The Board highlighted the following explanation from the patent: "The DNA sequence can be chimeric, in the sense of being constructed from DNA sequences from different organisms but full intact non-chimeric genes from other plant species or lines of the same species may also be used." The passage makes it clear, the Board maintained, that the claims encompass soybean seeds with DNA from a line of soybean species other than the line used to generate the seeds. Accordingly, Bedford seeds fall within the scope of the claim and destroy novelty.

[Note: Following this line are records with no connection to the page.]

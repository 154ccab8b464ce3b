pub mod float_binaryheap;
use std::collections::HashSet;

use rand::rngs::StdRng;
use rand::SeedableRng;

use tandem_sim::queues::random_generator::{RandomGenerator, RandomParams};
use tandem_sim::{
    Arrival, EventKind, JobState, OverflowPolicy, SimulationConfig, StopCondition, TandemNetwork,
};

const EPS: f64 = 1e-9;

fn network(fast: usize, overflow: usize, limit: f64, policy: OverflowPolicy, arrivals: &[Arrival]) -> TandemNetwork {
    let mut qn = TandemNetwork::new(SimulationConfig::new(fast, overflow, limit).with_overflow(policy));
    for a in arrivals {
        qn.add_job(*a).unwrap();
    }
    qn
}

fn random_network(fast: usize, overflow: usize, limit: f64, jobs: usize, seed: u64) -> TandemNetwork {
    let params = RandomParams {
        lambda: 3.1, a2l: 0.85, a2u: 1.21,
        p0: 0.74,
        alpha0: 0.5, beta0: 5.7, eta0: 1.9,
        alpha1: 2.7, eta1: 2.5,
    };
    let config = SimulationConfig::new(fast, overflow, limit).with_stop(StopCondition::Jobs(jobs));
    let mut qn = TandemNetwork::new(config);
    let mut source = RandomGenerator::new(&params, None, StdRng::seed_from_u64(seed)).unwrap();
    qn.load(&mut source).unwrap();
    qn
}

fn assert_single_occupancy(qn: &TandemNetwork) {
    let mut held = HashSet::new();
    for group in qn.groups() {
        for server in group.servers() {
            if let Some(job) = server.current_job() {
                assert!(held.insert(job), "job {} held twice", job);
                assert_eq!(qn.jobs()[job].state(), JobState::InService(group.id()));
            }
        }
    }
    for group in qn.groups() {
        for job in group.waiting() {
            assert!(!held.contains(&job), "job {} both queued and in service", job);
            assert_eq!(qn.jobs()[job].state(), JobState::Queued(group.id()));
        }
    }
}

#[test]
fn scenario_fifo_single_server() {
    let mut qn = network(1, 0, f64::INFINITY, OverflowPolicy::Restart,
                         &[Arrival::new(0., 2., 0), Arrival::new(1., 1., 0)]);
    qn.run().unwrap().ensure_complete().unwrap();

    let jobs = qn.jobs();
    assert_eq!(jobs[0].completion_time(), Some(2.));
    assert_eq!(jobs[1].start_time(), Some(2.));
    assert_eq!(jobs[1].completion_time(), Some(3.));
}

#[test]
fn scenario_cutoff_without_rerouting_leaves_job_unfinished() {
    let mut qn = network(1, 1, 1., OverflowPolicy::Drop, &[Arrival::new(0., 3., 0)]);

    let arrival = qn.make_transition().unwrap().unwrap();
    assert_eq!(arrival.kind, EventKind::Arrival);
    let departure = qn.make_transition().unwrap().unwrap();
    assert_eq!(departure.kind, EventKind::Departure);
    assert!((departure.time - 1.).abs() < EPS);

    let outcome = qn.run().unwrap();
    assert_eq!(qn.jobs()[0].completion_time(), None);
    assert_eq!(outcome.unfinished, 1);
    assert!(outcome.ensure_complete().is_err());
}

#[test]
fn scenario_cutoff_with_overflow_policies() {
    let mut restart = network(1, 1, 1., OverflowPolicy::Restart, &[Arrival::new(0., 3., 0)]);
    restart.run().unwrap();
    assert!((restart.jobs()[0].completion_time().unwrap() - 4.).abs() < EPS);

    let mut resume = network(1, 1, 1., OverflowPolicy::Resume, &[Arrival::new(0., 3., 0)]);
    resume.run().unwrap();
    assert!((resume.jobs()[0].completion_time().unwrap() - 3.).abs() < EPS);
    assert_eq!(resume.jobs()[0].visited_groups(), &[0, 1]);
}

#[test]
fn scenario_no_servers_queues_forever() {
    let mut qn = network(0, 1, f64::INFINITY, OverflowPolicy::Restart, &[Arrival::new(0., 1., 0)]);
    let outcome = qn.run().unwrap();

    assert_eq!(outcome.events, 1);
    assert_eq!(outcome.unfinished, 1);
    assert_eq!(qn.jobs()[0].state(), JobState::Queued(0));
    assert_eq!(qn.groups()[0].waiting().collect::<Vec<_>>(), vec![0]);
}

#[test]
fn scenario_simultaneous_arrivals_keep_insertion_order() {
    let mut qn = network(1, 0, f64::INFINITY, OverflowPolicy::Restart,
                         &[Arrival::new(5., 1., 0), Arrival::new(5., 1., 0)]);

    qn.make_transition().unwrap();
    assert_eq!(qn.jobs()[0].state(), JobState::InService(0));
    qn.make_transition().unwrap();
    assert_eq!(qn.jobs()[1].state(), JobState::Queued(0));

    let dep = qn.make_transition().unwrap().unwrap();
    assert_eq!((dep.kind, dep.job), (EventKind::Departure, 0));
    assert_eq!(qn.jobs()[1].start_time(), Some(6.));

    qn.run().unwrap();
    assert_eq!(qn.jobs()[1].completion_time(), Some(7.));
}

#[test]
fn events_are_processed_in_time_order_with_invariants_held() {
    let mut qn = random_network(3, 2, 1.5, 2000, 5);
    let mut last = 0.;
    while let Some(event) = qn.make_transition().unwrap() {
        assert!(event.time >= last);
        last = event.time;
        assert_single_occupancy(&qn);
    }
    assert_eq!(qn.outcome().unfinished, 0);
}

#[test]
fn completion_matches_start_plus_work() {
    let mut qn = random_network(4, 2, 3.3, 3000, 9);
    qn.run().unwrap().ensure_complete().unwrap();

    for job in qn.jobs() {
        let done = job.completion_time().unwrap();
        assert!(done >= job.arrival_time());
        assert!((done - job.start_time().unwrap() - job.stage_work()).abs() <= 2e-4);
        if job.visited_groups().len() == 1 {
            assert!((job.stage_work() - job.service_time()).abs() < EPS);
        }
    }
}

#[test]
fn waiting_jobs_start_in_arrival_order() {
    let mut qn = random_network(2, 1, f64::INFINITY, 2000, 21);
    qn.run().unwrap();

    let mut fast: Vec<_> = qn.jobs().iter()
        .filter(|j| j.origin_group() == 0)
        .map(|j| (j.arrival_time(), j.id(), j.start_time().unwrap()))
        .collect();
    fast.sort_by(|a, b| a.0.total_cmp(&b.0).then(a.1.cmp(&b.1)));
    for pair in fast.windows(2) {
        assert!(pair[0].2 <= pair[1].2, "job {} started after job {}", pair[0].1, pair[1].1);
    }
}

#[test]
fn overflow_queue_serves_evicted_and_direct_jobs_in_entry_order() {
    // overflow queue entries: job 2 at 1.0, job 1 (cut) at 1.5, job 3 at 2.0, job 4 (cut) at 2.5
    let mut qn = network(2, 1, 1., OverflowPolicy::Restart, &[
        Arrival::new(0., 5., 1),
        Arrival::new(0.5, 2., 0),
        Arrival::new(1., 1., 1),
        Arrival::new(2., 1., 1),
        Arrival::new(1.5, 4., 0),
    ]);
    assert_eq!((qn.config().fast_servers, qn.config().overflow_servers), (2, 1));
    qn.run().unwrap().ensure_complete().unwrap();

    let jobs = qn.jobs();
    let starts: Vec<f64> = [2, 1, 3, 4].iter().map(|&j| jobs[j].start_time().unwrap()).collect();
    let dones: Vec<f64> = [2, 1, 3, 4].iter().map(|&j| jobs[j].completion_time().unwrap()).collect();
    for (got, want) in starts.iter().zip([5., 6., 8., 9.]) {
        assert!((got - want).abs() < EPS, "start {} != {}", got, want);
    }
    for (got, want) in dones.iter().zip([6., 8., 9., 13.]) {
        assert!((got - want).abs() < EPS, "completion {} != {}", got, want);
    }
    assert_eq!(jobs[1].visited_groups(), &[0, 1]);
    assert_eq!(jobs[4].visited_groups(), &[0, 1]);
    assert_eq!(jobs[2].visited_groups(), &[1]);
}

#[test]
fn event_count_is_bounded() {
    let mut qn = random_network(3, 3, f64::INFINITY, 1000, 2);
    let outcome = qn.run().unwrap();
    assert_eq!(outcome.events, 2 * outcome.jobs);

    let mut capped = random_network(3, 3, 0.5, 1000, 2);
    let outcome = capped.run().unwrap();
    assert!(outcome.events <= 3 * outcome.jobs);
}

#[test]
fn running_again_is_a_no_op() {
    let mut qn = random_network(3, 2, 2., 300, 4);
    let first = qn.run().unwrap();
    let snapshot = qn.jobs().to_vec();

    let second = qn.run().unwrap();
    assert_eq!(first, second);
    assert_eq!(qn.jobs(), snapshot.as_slice());
    assert!(qn.is_idle());
}

#[test]
fn same_seed_same_run() {
    let mut a = random_network(5, 5, 3.3, 1000, 77);
    let mut b = random_network(5, 5, 3.3, 1000, 77);
    assert_eq!(a.run().unwrap(), b.run().unwrap());
    assert_eq!(a.jobs(), b.jobs());
}
use rand::distributions::Distribution;
use rand::Rng;
use serde::Serialize;

use crate::distribution::{FastLaneService, InterArrival, OverflowService};
use crate::error::{Result, SimError};
use crate::queues::{Arrival, ArrivalSource, FAST_GROUP, OVERFLOW_GROUP};

/// Parameters of the random workload.
#[derive(Clone, Copy, Debug, PartialEq, Serialize)]
pub struct RandomParams {
    pub lambda: f64,
    pub a2l: f64,
    pub a2u: f64,
    /// Probability that a job is routed to the fast group.
    pub p0: f64,
    pub alpha0: f64,
    pub beta0: f64,
    pub eta0: f64,
    pub alpha1: f64,
    pub eta1: f64,
}

/// Arrivals drawn from `rng`; stops after `horizon` if one is set.
pub struct RandomGenerator<R> where R: Rng {
    rng: R,
    p0: f64,
    iat_distribution: InterArrival,
    fast_service: FastLaneService,
    overflow_service: OverflowService,
    horizon: Option<f64>,
    next_exit: f64,
    exhausted: bool,
}

impl<R> RandomGenerator<R> where R: Rng {
    pub fn new(params: &RandomParams, horizon: Option<f64>, rng: R) -> Result<Self> {
        if !(0. ..=1.).contains(&params.p0) {
            return Err(SimError::InvalidParameter(format!("p0 must lie in [0, 1], got {}", params.p0)));
        }
        if let Some(end) = horizon {
            if !(end.is_finite() && end >= 0.) {
                return Err(SimError::InvalidParameter(format!("horizon must be finite and non-negative, got {}", end)));
            }
        }
        Ok(RandomGenerator {
            rng,
            p0: params.p0,
            iat_distribution: InterArrival::new(params.lambda, params.a2l, params.a2u)?,
            fast_service: FastLaneService::new(params.alpha0, params.beta0, params.eta0)?,
            overflow_service: OverflowService::new(params.alpha1, params.eta1)?,
            horizon,
            next_exit: 0.,
            exhausted: false,
        })
    }
}

impl<R> ArrivalSource for RandomGenerator<R> where R: Rng {
    fn next_arrival(&mut self) -> Result<Option<Arrival>> {
        if self.exhausted {
            return Ok(None);
        }
        let t = self.next_exit + self.iat_distribution.sample(&mut self.rng);
        if let Some(end) = self.horizon {
            if t > end {
                self.exhausted = true;
                return Ok(None);
            }
        }
        self.next_exit = t;

        let group = if self.rng.gen::<f64>() < self.p0 { FAST_GROUP } else { OVERFLOW_GROUP };
        let service_time = if group == FAST_GROUP {
            self.fast_service.sample(&mut self.rng)
        } else {
            self.overflow_service.sample(&mut self.rng)
        };
        Ok(Some(Arrival::new(t, service_time, group)))
    }
}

Back in the Day, Biotech Inventors Won a Deuel
The novelty requirement reflects an important patent law policy: a patent should not eliminate rights to use something in the public domain. US patent law also prohibits the granting of patent claims to a novel invention that could have been readily deduced from publicly available information—prior art—at the time the invention was made, by a person knowledgeable about the relevant technological field. In patent jargon, an invention must have been nonobvious. Often, the nonobviousness requirement has proved difficult to apply and has incited much litigation, especially for patent claims to nucleic acid molecules and proteins.
During the early 1990s, US Patent and Trademark Office (PTO) examiners framed an obviousness determination of claimed biomolecules as a question of whether one skilled in the art could have isolated the claimed biomolecule using standard techniques. For example, an examiner would reject as obvious a claim to an isolated gene by combining two references: a document that described a related gene (such as a homologous gene), and a textbook of molecular biology protocols.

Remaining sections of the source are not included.